La radiothérapie occupe une place centrale dans la prise en charge des cancers, puisque environ la moitié des patients en bénéficient au cours de leur maladie. Son objectif est de détruire les cellules tumorales tout en épargnant autant que possible les tissus sains environnants. Deux techniques permettent un ciblage plus précis du volume tumoral : la radiothérapie conformationnelle avec modulation d'intensité (IMRT), administrée selon un fractionnement conventionnel (par exemple 2 Gy par séance, cinq jours par semaine), et la radiothérapie stéréotaxique ablative (SABR), hypofractionnée (par exemple 7,25 Gy par séance, cinq séances espacées d'un jour). Au-delà de leur effet local, ces irradiations exercent des effets systémiques sur le système immunitaire dont la compréhension reste incomplète. C'est cette question qu'explore l'étude présentée ici.
Les auteurs ont suivi huit patients atteints d'un adénocarcinome prostatique, répartis en deux groupes traités respectivement par IMRT (N = 4) et par SABR (N = 4). Un panel de paramètres liés au stress et à l'immunité a été surveillé dans le sang à plusieurs moments clés : avant la radiothérapie, après la première fraction (SABR) ou la première semaine de traitement (IMRT), après la dernière fraction, puis trois semaines plus tard. Plusieurs approches ont été combinées : RT-qPCR pour l'expression génique, cytométrie en flux, métabolomique et puces à anticorps. L'analyse a reposé sur le calcul de tailles d'effet pour comparer les différents points temporels.
Les résultats mettent en évidence des modulations distinctes selon la modalité de traitement. L'induction de la transcription des gènes IL1B et TGFB1 n'a été observée que chez les patients traités par IMRT, qui présentaient par ailleurs une modulation d'un nombre nettement plus important de cytokines et de protéines sériques que les patients sous SABR. L'évolution du rapport lysophosphatidylcholine/phosphatidylcholine (LPC/PC), indicateur métabolomique d'inflammation, différait également fortement entre les deux protocoles.

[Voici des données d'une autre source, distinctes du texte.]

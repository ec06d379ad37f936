//! Whole-map export: top-level cubes, entities and overridden variables

use std::path::Path;

use crate::codec::{Lz4Codec, VolumeCodec};
use crate::core::logging::plural;
use crate::core::types::IVec3;
use crate::core::{Error, Result};
use crate::entity::EntitySource;
use crate::format::{MapFile, write_map};
use crate::math::Region;
use crate::vars::VarRegistry;
use crate::voxel::VoxelGrid;
use super::chunk::{ExportedChunk, packed_total};
use super::config::ExportLimits;
use super::decompose::Decomposer;

/// Export progress sink, fire-and-forget
pub trait Progress {
    fn report(&self, percent: f32, label: &str);
}

/// Reports progress through `log`
#[derive(Clone, Copy, Debug, Default)]
pub struct LogProgress;

impl Progress for LogProgress {
    fn report(&self, percent: f32, label: &str) {
        log::info!("{} ({:.0}%)", label, percent);
    }
}

impl<F: Fn(f32, &str)> Progress for F {
    fn report(&self, percent: f32, label: &str) {
        self(percent, label)
    }
}

/// Counts reported once a map is written
#[derive(Clone, Copy, Debug, PartialEq, Eq)]
pub struct MapSummary {
    pub chunks: usize,
    pub entities: usize,
    pub vars: usize,
    pub packed_bytes: usize,
}

impl MapSummary {
    fn of(map: &MapFile) -> Self {
        Self {
            chunks: map.chunks.len(),
            entities: map.entities.count,
            vars: map.vars.len(),
            packed_bytes: packed_total(&map.chunks),
        }
    }

    fn log(&self) {
        log::info!(
            "map exported into {} chunk{}, {} ent{}, {} var{}",
            self.chunks, plural(self.chunks),
            self.entities, plural(self.entities),
            self.vars, plural(self.vars)
        );
    }
}

/// Exports the world cube as its 8 top-level octants
pub struct MapExporter<C, P> {
    decomposer: Decomposer<C>,
    progress: P,
}

impl<C: VolumeCodec, P: Progress> MapExporter<C, P> {
    pub fn new(codec: C, limits: ExportLimits, progress: P) -> Self {
        Self {
            decomposer: Decomposer::new(codec, limits),
            progress,
        }
    }

    pub fn decomposer(&self) -> &Decomposer<C> {
        &self.decomposer
    }

    /// Export the world of edge `2^world_scale`, top-level cubes in octant order
    ///
    /// Any top-level failure aborts the export and drops what was produced.
    pub fn export_map(&self, world_scale: u32) -> Result<Vec<ExportedChunk>> {
        if world_scale == 0 {
            return Err(Error::RegionTooSmall(Region::cube(IVec3::ZERO, 0)));
        }
        let world = Region::cube(IVec3::ZERO, world_scale);

        let mut chunks = Vec::new();
        for i in 0..8u8 {
            self.progress.report(i as f32 * 100.0 / 8.0, "exporting map");
            let cube = world.sub_octant(i);
            match self.decomposer.export_cube(&cube) {
                Ok(out) => chunks.extend(out),
                Err(e) => {
                    log::error!("Failed to export {}: {}", cube, e);
                    return Err(e);
                }
            }
        }
        self.progress.report(100.0, "exporting map");

        Ok(chunks)
    }
}

/// Reject output paths that cannot name a file
pub fn check_output_path(path: &Path) -> Result<()> {
    if path.as_os_str().is_empty() {
        return Err(Error::BadOutputPath);
    }
    Ok(())
}

/// Run the whole export over a voxel grid and assemble the file contents
pub fn prepare_map(
    grid: &VoxelGrid,
    entities: &(impl EntitySource + ?Sized),
    vars: &VarRegistry,
    limits: ExportLimits,
    progress: impl Progress,
) -> Result<MapFile> {
    let codec = Lz4Codec::new(grid).with_max_input_bound(limits.max_bound);
    limits.validate_for(&codec)?;

    let exporter = MapExporter::new(codec, limits, progress);
    let chunks = exporter.export_map(grid.scale())?;

    Ok(MapFile {
        world_scale: grid.scale(),
        entities: entities.export_entities()?,
        vars: vars.exported(),
        chunks,
    })
}

/// Export a grid to `path`; nothing is written if any part fails
pub fn export_map_command(
    path: &Path,
    grid: &VoxelGrid,
    entities: &(impl EntitySource + ?Sized),
    vars: &VarRegistry,
    limits: ExportLimits,
) -> Result<MapSummary> {
    check_output_path(path)?;

    let map = prepare_map(grid, entities, vars, limits, LogProgress)?;
    write_map(path, &map)?;

    let summary = MapSummary::of(&map);
    summary.log();
    Ok(summary)
}

#[cfg(test)]
mod tests {
    use super::*;
    use std::cell::RefCell;
    use crate::entity::MapEntity;
    use crate::export::test_utils::{SizeStub, assert_exact_cover};
    use crate::format::read_map;
    use crate::vars::{VarValue, flags};
    use crate::voxel::{Voxel, material};

    fn small_limits() -> ExportLimits {
        ExportLimits { min_scale: 3, ..Default::default() }
    }

    /// Terrain-like lower half plus one block of incompressible noise
    fn mixed_grid() -> VoxelGrid {
        let mut grid = VoxelGrid::new(6);
        let stone = Voxel::new(120, 120, 120, material::STONE);
        grid.fill_region(&Region { origin: IVec3::ZERO, size: IVec3::new(2, 1, 2), grid: 32 }, stone);

        let mut state = 0x2545_F491u32;
        let noisy = Region::cube(IVec3::new(32, 32, 0), 5);
        for x in 32..64 {
            for y in 32..64 {
                for z in 0..32 {
                    state ^= state << 13;
                    state ^= state >> 17;
                    state ^= state << 5;
                    let [r, g, b, m] = state.to_le_bytes();
                    grid.set(IVec3::new(x, y, z), Voxel::new(r, g, b, m | 1));
                }
            }
        }
        assert!(noisy.contains(IVec3::new(40, 40, 10)));
        grid
    }

    #[test]
    fn test_export_map_covers_world_in_octant_order() {
        let stub = SizeStub::uniform(100);
        let exporter = MapExporter::new(&stub, small_limits(), LogProgress);
        let chunks = exporter.export_map(6).unwrap();

        assert_eq!(chunks.len(), 8);
        let world = Region::cube(IVec3::ZERO, 6);
        for (i, chunk) in chunks.iter().enumerate() {
            assert_eq!(chunk.region(), &world.sub_octant(i as u8));
        }
        assert_exact_cover(&world, &chunks);
    }

    #[test]
    fn test_progress_reported_per_cube() {
        let stub = SizeStub::uniform(100);
        let seen = RefCell::new(Vec::new());
        let exporter = MapExporter::new(&stub, small_limits(), |p: f32, _: &str| seen.borrow_mut().push(p));
        exporter.export_map(6).unwrap();
        assert_eq!(*seen.borrow(), vec![0.0, 12.5, 25.0, 37.5, 50.0, 62.5, 75.0, 87.5, 100.0]);
    }

    #[test]
    fn test_top_level_failure_aborts() {
        // the last top-level cube can never be exported
        let last = Region::cube(IVec3::ZERO, 6).sub_octant(7);
        let stub = SizeStub::new(move |r| {
            let inside = last.contains(r.origin);
            if inside { None } else { Some(10) }
        });
        let exporter = MapExporter::new(&stub, small_limits(), LogProgress);
        let err = exporter.export_map(6).unwrap_err();
        assert!(matches!(err, Error::RegionTooSmall(_)));
    }

    #[test]
    fn test_empty_path_rejected_before_export() {
        let grid = VoxelGrid::new(6);
        let err = export_map_command(Path::new(""), &grid, &Vec::<MapEntity>::new(), &VarRegistry::new(), small_limits())
            .unwrap_err();
        assert!(matches!(err, Error::BadOutputPath));
    }

    #[test]
    fn test_invalid_limits_rejected() {
        let grid = VoxelGrid::new(6);
        let limits = ExportLimits { max_packed: 0, ..small_limits() };
        let err = prepare_map(&grid, &Vec::<MapEntity>::new(), &VarRegistry::new(), limits, LogProgress).unwrap_err();
        assert!(matches!(err, Error::Config(_)));
    }

    #[test]
    fn test_lz4_export_roundtrip() {
        let grid = mixed_grid();
        let entities = vec![MapEntity::new(IVec3::new(10, 10, 33), 1)];
        let mut vars = VarRegistry::new();
        vars.register("fog", VarValue::Int(4000), flags::OVERRIDE);
        vars.register("maxfps", VarValue::Int(200), 0);
        vars.set("fog", VarValue::Int(1500)).unwrap();

        let file = tempfile::NamedTempFile::new().unwrap();
        let summary = export_map_command(file.path(), &grid, &entities, &vars, small_limits()).unwrap();
        assert_eq!(summary.entities, 1);
        assert_eq!(summary.vars, 1);
        // the noisy cube does not fit one chunk
        assert!(summary.chunks > 8);

        let decoded = read_map(file.path()).unwrap();
        assert_eq!(decoded.world_scale, 6);
        assert_eq!(decoded.entities, entities);
        assert_eq!(decoded.vars[0].name, "fog");
        assert_eq!(decoded.chunks.len(), summary.chunks);
        assert_exact_cover(&grid.bounds(), &decoded.chunks);
        for chunk in &decoded.chunks {
            assert!(chunk.packed_len() <= small_limits().max_packed);
        }

        let mut imported = VoxelGrid::new(6);
        let written = imported.import_chunks(&decoded.chunks).unwrap();
        assert_eq!(written as u64, grid.bounds().volume());
        assert_eq!(imported, grid);
    }
}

À l'inverse, certains marqueurs d'activation cellulaire se modifiaient de façon homogène chez tous les patients : une augmentation de la proportion de lymphocytes T CD4+ exprimant PD-1 a ainsi été observée en fin de traitement. Parmi les protéines plasmatiques, seules deux étaient communes aux deux groupes, GDF-15 et Tim-3, mais leur régulation s'effectuait en sens opposé selon la modalité. Les auteurs notent également une régulation de facteurs liés à la dysfonction endothéliale et au remodelage tissulaire chez les patients IMRT uniquement.

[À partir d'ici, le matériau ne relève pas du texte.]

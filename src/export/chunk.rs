//! Single-region export and merge admissibility

use crate::codec::{PackedRegion, VolumeCodec};
use crate::core::{Error, Result};
use crate::math::{Axis, Region};
use super::config::ExportLimits;

/// One successfully compressed region
///
/// Owned by the strategy that produced it until moved into the output;
/// dropping it releases the payload.
#[derive(Clone, Debug, PartialEq, Eq)]
pub struct ExportedChunk {
    region: Region,
    unpacked_len: usize,
    payload: Vec<u8>,
}

impl ExportedChunk {
    pub fn new(region: Region, packed: PackedRegion) -> Self {
        Self {
            region,
            unpacked_len: packed.unpacked_len,
            payload: packed.payload,
        }
    }

    pub fn region(&self) -> &Region {
        &self.region
    }

    pub fn unpacked_len(&self) -> usize {
        self.unpacked_len
    }

    pub fn packed_len(&self) -> usize {
        self.payload.len()
    }

    pub fn payload(&self) -> &[u8] {
        &self.payload
    }
}

/// Total packed size of a chunk list
pub fn packed_total(chunks: &[ExportedChunk]) -> usize {
    chunks.iter().map(ExportedChunk::packed_len).sum()
}

/// Recorded cost of exporting one octant on its own
#[derive(Clone, Copy, Debug, PartialEq, Eq)]
pub enum OctantCost {
    /// The octant could not be exported directly
    Failed,
    /// Already covered by a chunk in the current candidate
    Consumed,
    Sized { packed: usize, unpacked: usize },
}

/// Per-invocation cost table for the 8 octants of a cube
#[derive(Clone, Copy, Debug, PartialEq, Eq)]
pub struct OctantCosts([OctantCost; 8]);

impl OctantCosts {
    pub fn new(costs: [OctantCost; 8]) -> Self {
        Self(costs)
    }

    pub fn get(&self, index: u8) -> OctantCost {
        self.0[index as usize]
    }

    /// Pre-flight check for merging the octants in `indexes` into one region
    ///
    /// Every octant must be individually exportable, the packed sizes must sum
    /// to at most `max_packed` and the codec's worst-case bounds to at most
    /// `max_bound`.
    pub fn can_export(&self, indexes: &[u8], limits: &ExportLimits, codec: &impl VolumeCodec) -> bool {
        let mut packed_total = 0usize;
        let mut bound_total = 0usize;
        for &i in indexes {
            let OctantCost::Sized { packed, unpacked } = self.get(i) else {
                return false;
            };
            if packed == 0 || unpacked == 0 {
                return false;
            }
            packed_total += packed;
            bound_total += codec.worst_case_compressed_size(unpacked);
            if packed_total > limits.max_packed || bound_total > limits.max_bound {
                return false;
            }
        }
        true
    }

    pub fn consume(&mut self, indexes: &[u8]) {
        for &i in indexes {
            self.0[i as usize] = OctantCost::Consumed;
        }
    }

    pub fn is_consumed(&self, index: u8) -> bool {
        self.get(index) == OctantCost::Consumed
    }
}

/// Wraps a codec and turns regions into [`ExportedChunk`]s within the limits
pub struct RegionExporter<C> {
    codec: C,
    limits: ExportLimits,
}

impl<C: VolumeCodec> RegionExporter<C> {
    pub fn new(codec: C, limits: ExportLimits) -> Self {
        Self { codec, limits }
    }

    pub fn codec(&self) -> &C {
        &self.codec
    }

    pub fn limits(&self) -> &ExportLimits {
        &self.limits
    }

    /// Compress a single region, not recursive
    pub fn try_export(&self, region: Region) -> Result<ExportedChunk> {
        if region.scale() <= self.limits.min_export_scale {
            return Err(Error::RegionTooSmall(region));
        }

        let packed = self.codec.pack(&region)?;
        if packed.packed_len() > self.limits.max_packed {
            log::debug!(
                "{} packed to {} bytes, over the {} byte ceiling",
                region, packed.packed_len(), self.limits.max_packed
            );
            return Err(Error::SizeInadmissible(region));
        }

        Ok(ExportedChunk::new(region, packed))
    }

    /// Try `try_export`, treating local failures as `None`
    pub fn export_region(&self, region: Region) -> Option<ExportedChunk> {
        match self.try_export(region) {
            Ok(chunk) => Some(chunk),
            Err(e) => {
                log::trace!("{}", e);
                None
            }
        }
    }

    pub fn export_cube(&self, cube: &Region) -> Option<ExportedChunk> {
        self.export_region(*cube)
    }

    pub fn export_plane(&self, cube: &Region, axis: Axis, side: u8) -> Option<ExportedChunk> {
        self.export_region(cube.plane(axis, side))
    }

    pub fn export_pillar(&self, cube: &Region, axis: Axis, which: u8) -> Option<ExportedChunk> {
        self.export_region(cube.pillar(axis, which))
    }

    /// Export each octant directly and record its sizes
    ///
    /// The chunks are returned too so a leftover octant can reuse its own
    /// direct export instead of packing it again.
    pub fn octant_costs(&self, cube: &Region) -> (OctantCosts, [Option<ExportedChunk>; 8]) {
        let mut costs = [OctantCost::Failed; 8];
        let chunks: [Option<ExportedChunk>; 8] = std::array::from_fn(|i| {
            let chunk = self.export_region(cube.sub_octant(i as u8));
            if let Some(chunk) = &chunk {
                costs[i] = OctantCost::Sized {
                    packed: chunk.packed_len(),
                    unpacked: chunk.unpacked_len(),
                };
            }
            chunk
        });
        (OctantCosts::new(costs), chunks)
    }

    /// Pre-flight check against this exporter's codec and limits
    pub fn can_export(&self, costs: &OctantCosts, indexes: &[u8]) -> bool {
        costs.can_export(indexes, &self.limits, &self.codec)
    }
}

Les auteurs concluent que l'irradiation localisée induit une modulation systémique d'un large éventail de paramètres immunitaires cellulaires et humoraux, et que des modalités d'efficacité thérapeutique et de toxicité comparables peuvent affecter différemment l'homéostasie immunitaire, jusqu'à cinq semaines après la fin du traitement. S'agissant d'une étude exploratoire menée sur un faible effectif, ces observations devront être confirmées sur des cohortes plus larges et à des échéances plus tardives.